Further analyses revealed that PSQI scores correlated with a variety of CCM-related factors. These factors included, but were not limited to, cardiac damage markers, absolute left ventricular sphericity index (GLS), and serum N-terminal B-type natriuretic peptide proteins (NT-proBNP) levels. Cardiac injury markers and GLS are important parameters for assessing cardiac function and structure, whereas NT-proBNP levels are strongly associated with cardiac load and degree of heart failure. The association of PSQI scores with these factors found in this study may imply that poor sleep quality not only directly affects patients’ psychological status and daily functioning, but may also exacerbate the progression of CCM by affecting cardiac function and structure. Therefore, improving sleep quality may be a new way to prevent and treat CCM.
Reviewing previous studies, predictors of CCM mainly include severity of liver disease, cardiac function parameters, and serum markers.42 However, these predictors still have some limitations in comprehensively assessing the risk of CCM. In this study, a more comprehensive CCM prediction model was constructed by incorporating a new dimension of sleep quality. The model not only considered the traditional liver- and heart-related factors, but also incorporated PSQI scores, which resulted in a more accurate assessment of the risk of developing CCM. The strength of this model is that it provides a deeper understanding of the pathogenesis of CCM and offers new strategies for personalised treatment and risk management. However, it is worth noting that this study is a single-centre study with a limited sample size, and thus the constructed predictive model needs to be validated in further large-scale studies. In the future, with the accumulation of more data and in-depth studies, we expect to develop more accurate and reliable CCM prediction tools, which can provide more powerful support for patients’ health management and clinical treatment.
While the study had adequate power for data analysis, the classification of cirrhotic patients based on recent CCM criteria resulted in small subgroups, potentially affecting statistical relevance. Furthermore, being a single-center study with a limited sample size, there is a possibility of biased results.
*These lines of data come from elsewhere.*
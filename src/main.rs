//! http-tap
//!
//! Serves a small application with every transaction captured and published.
//!
//! # Architecture Overview
//!
//! ```text
//!                       ┌──────────────────────────────────────────────┐
//!                       │                   HTTP TAP                   │
//!                       │                                              │
//!     Client Request    │  ┌─────────┐   ┌──────────┐   ┌──────────┐   │
//!     ──────────────────┼─▶│  http   │──▶│   tap    │──▶│ handlers │   │
//!                       │  │ server  │   │middleware│   │          │   │
//!     Client Response   │  │         │◀──│          │◀──│          │   │
//!     ◀─────────────────┼──│         │   └────┬─────┘   └──────────┘   │
//!                       │  └─────────┘        │ TransactionRecord      │
//!                       │                     ▼                        │
//!                       │               ┌───────────┐                  │
//!                       │               │ publisher │──── UDP ─────────┼──▶ agent
//!                       │               │           │──── file ────────┼──▶ *.json
//!                       │               └───────────┘                  │
//!                       └──────────────────────────────────────────────┘
//! ```

use std::path::PathBuf;

use clap::Parser;

use http_tap::config::{load_config, validate_config, ConfigError, TapConfig};
use http_tap::lifecycle::{self, signals, Shutdown};
use http_tap::observability::logging::init_tracing;

#[derive(Parser)]
#[command(name = "http-tap")]
#[command(about = "Capture HTTP transactions and publish them as JSON", long_about = None)]
struct Cli {
    /// TOML configuration file.
    #[arg(short, long)]
    config: Option<PathBuf>,

    /// Listener bind address.
    #[arg(long)]
    bind: Option<String>,

    /// Host of the datagram listener.
    #[arg(long, conflicts_with = "no_udp")]
    udpjson_host: Option<String>,

    /// Port of the datagram listener.
    #[arg(long)]
    udpjson_port: Option<u16>,

    /// Append records to this file, one JSON object per line.
    #[arg(long)]
    store_in_file: Option<PathBuf>,

    /// Disable the datagram sink.
    #[arg(long)]
    no_udp: bool,
}

impl Cli {
    fn apply(&self, config: &mut TapConfig) {
        if let Some(bind) = &self.bind {
            config.listener.bind_address = bind.clone();
        }
        if let Some(host) = &self.udpjson_host {
            config.output.udpjson_host = Some(host.clone());
        }
        if let Some(port) = self.udpjson_port {
            config.output.udpjson_port = port;
        }
        if let Some(path) = &self.store_in_file {
            config.output.store_in_file = Some(path.clone());
        }
        if self.no_udp {
            config.output.udpjson_host = None;
        }
    }
}

#[tokio::main]
async fn main() -> Result<(), Box<dyn std::error::Error>> {
    let cli = Cli::parse();

    let mut config = match &cli.config {
        Some(path) => load_config(path)?,
        None => TapConfig::default(),
    };
    cli.apply(&mut config);
    validate_config(&config).map_err(ConfigError::Validation)?;

    init_tracing(&config.observability)?;

    tracing::info!("http-tap v{} starting", env!("CARGO_PKG_VERSION"));
    tracing::info!(
        bind_address = %config.listener.bind_address,
        udpjson_host = ?config.output.udpjson_host,
        udpjson_port = config.output.udpjson_port,
        store_in_file = ?config.output.store_in_file,
        "Configuration loaded"
    );

    let shutdown = Shutdown::new();
    let server_shutdown = shutdown.subscribe();
    tokio::spawn(async move {
        signals::wait_for_shutdown_signal().await;
        shutdown.trigger();
    });

    lifecycle::run(config, server_shutdown).await?;

    tracing::info!("Shutdown complete");
    Ok(())
}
To better comprehend the current prevalence of CCM, future studies should involve larger multicenter prospective investigations. The study being solely cross-sectional, there was no subsequent follow-up of cirrhotic patients to explore CCM’s impact on the emergence of other cirrhosis complications. Additionally, the study utilized a sleep questionnaire to evaluate subjective sleep quality, although the complete elucidation of the new findings’ mechanisms remains incomplete.
Conclusion
In patients with CCM, a decrease in sleep quality often occurs. When cirrhotic patients also have poor sleep quality, along with a decrease in absolute GLS levels and an increase in NT-proBNP levels, these factors may pose a higher risk for CCM development. However, further validation of these research findings is required in larger sample sizes.
Disclosure
The authors report no conflicts of interest in this work.